Figura n. 46 Popolarità e utilità delle tecniche di misurazione e monitoraggio usate dai DMO (Buhalis 2003)
Oltre agli elementi on-site, sopra descritti, va accompagnata l'analisi degli elementi off-site, ovvero i ritorni e le performance delle
azioni promozionali online, indirettamente collegate al sito web. Il lancio della campagna online, infatti, richiede di essere analizzata
e ottimizzata in base ai risultati ottenuti e in base ai KPI (Key Performance Indicator) 8 realizzati: a tal fine si deve analizzare la link
popularity del sito, il posizionamento nei motori di ricerca, il ROI (Retourn on Investment) delle pubblicità online, siano esse PPC
(Pay Per Click) che banner, la popolarità e il grado di interazione sociale all'interno dei social media (es. twitter, facebook ecc.).
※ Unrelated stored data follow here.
//! The trainer roster: the `TrainerRecord` model, fixture documents
//! and the repository every view reads from.

use clap::{Arg, ArgAction, ArgMatches, Command};
use framework::prelude::*;
use std::path::PathBuf;

pub mod fixture;
pub mod record;
pub mod repository;

pub use fixture::{bundled_fixture, load_fixture, parse_fixture, to_fixture};
pub use record::{AdminMetadata, Pricing, Rate, Score, TrainerId, TrainerRecord, TravelPreference};
pub use repository::{MemoryRepository, TRAINER_TABLE, TrainerRepository, trainer_table};

/// Registers the trainer table and the `roster` command.
#[derive(Clone)]
pub struct RosterPlugin;

impl Plugin for RosterPlugin {
    fn build(self, context: &mut Context) -> Result<()> {
        context.add_table(trainer_table());
        context.add_command(
            Command::new("roster")
                .about("Load and export the trainer roster")
                .subcommand(
                    Command::new("seed")
                        .about("Loads trainers from a fixture document")
                        .arg(
                            Arg::new("fixture")
                                .long("fixture")
                                .value_parser(clap::value_parser!(PathBuf))
                                .help("Fixture file to load (defaults to the bundled sample roster)"),
                        )
                        .arg(
                            Arg::new("replace")
                                .long("replace")
                                .action(ArgAction::SetTrue)
                                .help("Overwrite records whose ids already exist"),
                        ),
                )
                .subcommand(
                    Command::new("export")
                        .about("Writes the roster as a fixture document")
                        .arg(
                            Arg::new("out-file")
                                .long("out-file")
                                .value_parser(clap::value_parser!(PathBuf))
                                .help("File to write to; prints the document when omitted"),
                        ),
                )
                .subcommand_required(true),
            process_roster_command,
        );
        Ok(())
    }
}

/// Gives `Context` access to the trainer store.
pub trait RosterContextExt {
    /// The repository backing the roster. A `MemoryRepository`
    /// resource takes precedence over the database.
    fn trainers(&mut self) -> Result<&mut dyn TrainerRepository>;
}

impl RosterContextExt for Context {
    fn trainers(&mut self) -> Result<&mut dyn TrainerRepository> {
        if self.has_resource::<MemoryRepository>() {
            return match self.get_resource_mut::<MemoryRepository>() {
                Some(memory) => Ok(memory),
                None => Err(Error::NoConnection),
            };
        }
        Ok(self.db_connection()?)
    }
}

impl_resource!(MemoryRepository);

/// How `seed` treats records whose id is already stored.
#[derive(Copy, Clone, Debug, PartialEq, Eq)]
pub enum SeedMode {
    KeepExisting,
    Replace,
}

/// Writes `records` into the repository. Returns how many records
/// were written.
pub fn seed(
    repository: &mut dyn TrainerRepository,
    records: Vec<TrainerRecord>,
    mode: SeedMode,
) -> Result<usize> {
    let mut written = 0;
    for record in records {
        if mode == SeedMode::KeepExisting && repository.get(record.id)?.is_some() {
            continue;
        }
        repository.save(record)?;
        written += 1;
    }
    tracing::info!(written, ?mode, "seeded roster");
    Ok(written)
}

fn process_roster_command(context: &mut Context, matches: &ArgMatches) -> Result<CommandResponse> {
    match matches.subcommand() {
        Some(("seed", sub_m)) => {
            let records = match sub_m.get_one::<PathBuf>("fixture") {
                Some(path) => load_fixture(path)?,
                None => bundled_fixture()?,
            };
            let mode = if sub_m.get_flag("replace") {
                SeedMode::Replace
            } else {
                SeedMode::KeepExisting
            };
            let total = records.len();
            let written = seed(context.trainers()?, records, mode)?;
            Ok(CommandResponse::new(format!(
                "Seeded {written} of {total} trainers."
            )))
        }
        Some(("export", sub_m)) => {
            let document = to_fixture(&context.trainers()?.all()?)?;
            match sub_m.get_one::<PathBuf>("out-file") {
                Some(path) => {
                    std::fs::write(path, document)?;
                    Ok(CommandResponse::new(format!(
                        "Exported roster to {}.",
                        path.display()
                    )))
                }
                None => Ok(CommandResponse::new(document)),
            }
        }
        _ => Err(Error::Command("unknown roster subcommand".into())),
    }
}

#[cfg(test)]
mod test {
    use super::*;

    fn context() -> Result<Context> {
        let mut context = Context::new();
        context.in_memory_db(true);
        context.add_plugin(DbPlugin)?.add_plugin(RosterPlugin)?;
        context.startup()?;
        Ok(context)
    }

    #[test]
    fn seed_command_loads_bundled_roster_once() -> Result<()> {
        let mut context = context()?;
        let response = context.execute("roster seed")?;
        assert_eq!(response.text().as_deref(), Some("Seeded 4 of 4 trainers."));

        let again = context.execute("roster seed")?;
        assert_eq!(again.text().as_deref(), Some("Seeded 0 of 4 trainers."));

        let replaced = context.execute("roster seed --replace")?;
        assert_eq!(replaced.text().as_deref(), Some("Seeded 4 of 4 trainers."));
        assert_eq!(context.trainers()?.len()?, 4);
        Ok(())
    }

    #[test]
    fn export_writes_a_loadable_fixture() -> Result<()> {
        let mut context = context()?;
        context.execute("roster seed")?;

        let dir = tempfile::tempdir()?;
        let out = dir.path().join("export.json");
        context.execute(&format!("roster export --out-file '{}'", out.display()))?;

        assert_eq!(load_fixture(&out)?, context.trainers()?.all()?);
        Ok(())
    }

    #[test]
    fn memory_repository_resource_takes_precedence() -> Result<()> {
        let mut context = context()?;
        context.add_resource(MemoryRepository::from_records(bundled_fixture()?));
        assert_eq!(context.trainers()?.len()?, 4);
        assert_eq!(context.db_connection()?.row_count(TRAINER_TABLE)?, 0);
        Ok(())
    }
}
Tutto questo al fine di poter evitare la pubblicità e le azioni di web marketing che non hanno portato risultati concreti di visibilità o
reputazione della destinazione, presso il target di riferimento, adattando di conseguenza le spese di web marketing e il budget da
destinare alle diverse azioni promozionali online (Booking Blog8 2010).